### DATA FOR THIS EXERCISE
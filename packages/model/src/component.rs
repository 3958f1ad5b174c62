use crate::config::ComponentConfig;
use serde::{Deserialize, Serialize};

/// Closed set of component kinds a report can contain.
#[derive(Debug, Clone, Copy, PartialEq, Eq, Hash, Serialize, Deserialize)]
#[serde(rename_all = "camelCase")]
pub enum ComponentKind {
    Heading,
    Subheading,
    Text,
    Chart,
    Table,
    Image,
    Code,
    Divider,
    Quote,
    List,
    Section,
    Columns,
    Coverpage,
    Pagebreak,
    Toc,
    Kpi,
    Sparkline,
    LiveTable,
    DynamicChart,
    Signature,
    Disclaimer,
    Qrcode,
    Watermark,
}

impl ComponentKind {
    /// All kinds, in palette order.
    pub const ALL: [ComponentKind; 23] = [
        ComponentKind::Heading,
        ComponentKind::Subheading,
        ComponentKind::Text,
        ComponentKind::Chart,
        ComponentKind::Table,
        ComponentKind::Image,
        ComponentKind::Code,
        ComponentKind::Divider,
        ComponentKind::Quote,
        ComponentKind::List,
        ComponentKind::Section,
        ComponentKind::Columns,
        ComponentKind::Coverpage,
        ComponentKind::Pagebreak,
        ComponentKind::Toc,
        ComponentKind::Kpi,
        ComponentKind::Sparkline,
        ComponentKind::LiveTable,
        ComponentKind::DynamicChart,
        ComponentKind::Signature,
        ComponentKind::Disclaimer,
        ComponentKind::Qrcode,
        ComponentKind::Watermark,
    ];

    /// The serialized tag, usable as a display label key.
    pub fn as_str(&self) -> &'static str {
        match self {
            ComponentKind::Heading => "heading",
            ComponentKind::Subheading => "subheading",
            ComponentKind::Text => "text",
            ComponentKind::Chart => "chart",
            ComponentKind::Table => "table",
            ComponentKind::Image => "image",
            ComponentKind::Code => "code",
            ComponentKind::Divider => "divider",
            ComponentKind::Quote => "quote",
            ComponentKind::List => "list",
            ComponentKind::Section => "section",
            ComponentKind::Columns => "columns",
            ComponentKind::Coverpage => "coverpage",
            ComponentKind::Pagebreak => "pagebreak",
            ComponentKind::Toc => "toc",
            ComponentKind::Kpi => "kpi",
            ComponentKind::Sparkline => "sparkline",
            ComponentKind::LiveTable => "liveTable",
            ComponentKind::DynamicChart => "dynamicChart",
            ComponentKind::Signature => "signature",
            ComponentKind::Disclaimer => "disclaimer",
            ComponentKind::Qrcode => "qrcode",
            ComponentKind::Watermark => "watermark",
        }
    }

    /// Whether this kind is a container with child slots.
    ///
    /// Child slots are carried through serialization and duplication but
    /// have no recursive semantics: no operation descends into them.
    pub fn is_container(&self) -> bool {
        matches!(self, ComponentKind::Section | ComponentKind::Columns)
    }

    /// Default text payload for a freshly added component of this kind.
    pub fn default_content(&self) -> Option<String> {
        let content = match self {
            ComponentKind::Heading => "New Heading",
            ComponentKind::Subheading => "New Subheading",
            ComponentKind::Text => "Enter your text here...",
            ComponentKind::Quote => "Insert a notable quotation.",
            ComponentKind::Code => "print(\"hello, world\")",
            ComponentKind::Disclaimer => {
                "This report is for informational purposes only and does \
                 not constitute investment advice. Past performance is not \
                 indicative of future results."
            }
            _ => return None,
        };
        Some(content.to_string())
    }
}

/// A single typed content block in a report document.
#[derive(Debug, Clone, PartialEq, Serialize, Deserialize)]
pub struct ReportComponent {
    /// Unique within the document, assigned at creation, immutable.
    pub id: String,

    /// Kind discriminant. Always agrees with `config.kind()`.
    #[serde(rename = "type")]
    pub kind: ComponentKind,

    /// Free-form text payload; meaning depends on `kind`.
    #[serde(default, skip_serializing_if = "Option::is_none")]
    pub content: Option<String>,

    /// Kind-specific configuration record.
    pub config: ComponentConfig,

    /// Child slots for container kinds. Present but inert.
    #[serde(default, skip_serializing_if = "Option::is_none")]
    pub children: Option<Vec<ReportComponent>>,
}

impl ReportComponent {
    /// Build a component of `kind` with its default content and config.
    pub fn new(kind: ComponentKind, id: String) -> Self {
        Self {
            id,
            kind,
            content: kind.default_content(),
            config: ComponentConfig::default_for(kind),
            children: kind.is_container().then(Vec::new),
        }
    }

    /// Clone all fields under a new id.
    pub fn duplicate_as(&self, id: String) -> Self {
        Self {
            id,
            ..self.clone()
        }
    }
}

### AIM OF THE TASK
Read through the lines above and collect those that contain the string "LiveTable".

### SOLVED EXERCISE
    LiveTable,
        ComponentKind::LiveTable,
            ComponentKind::LiveTable => "liveTable",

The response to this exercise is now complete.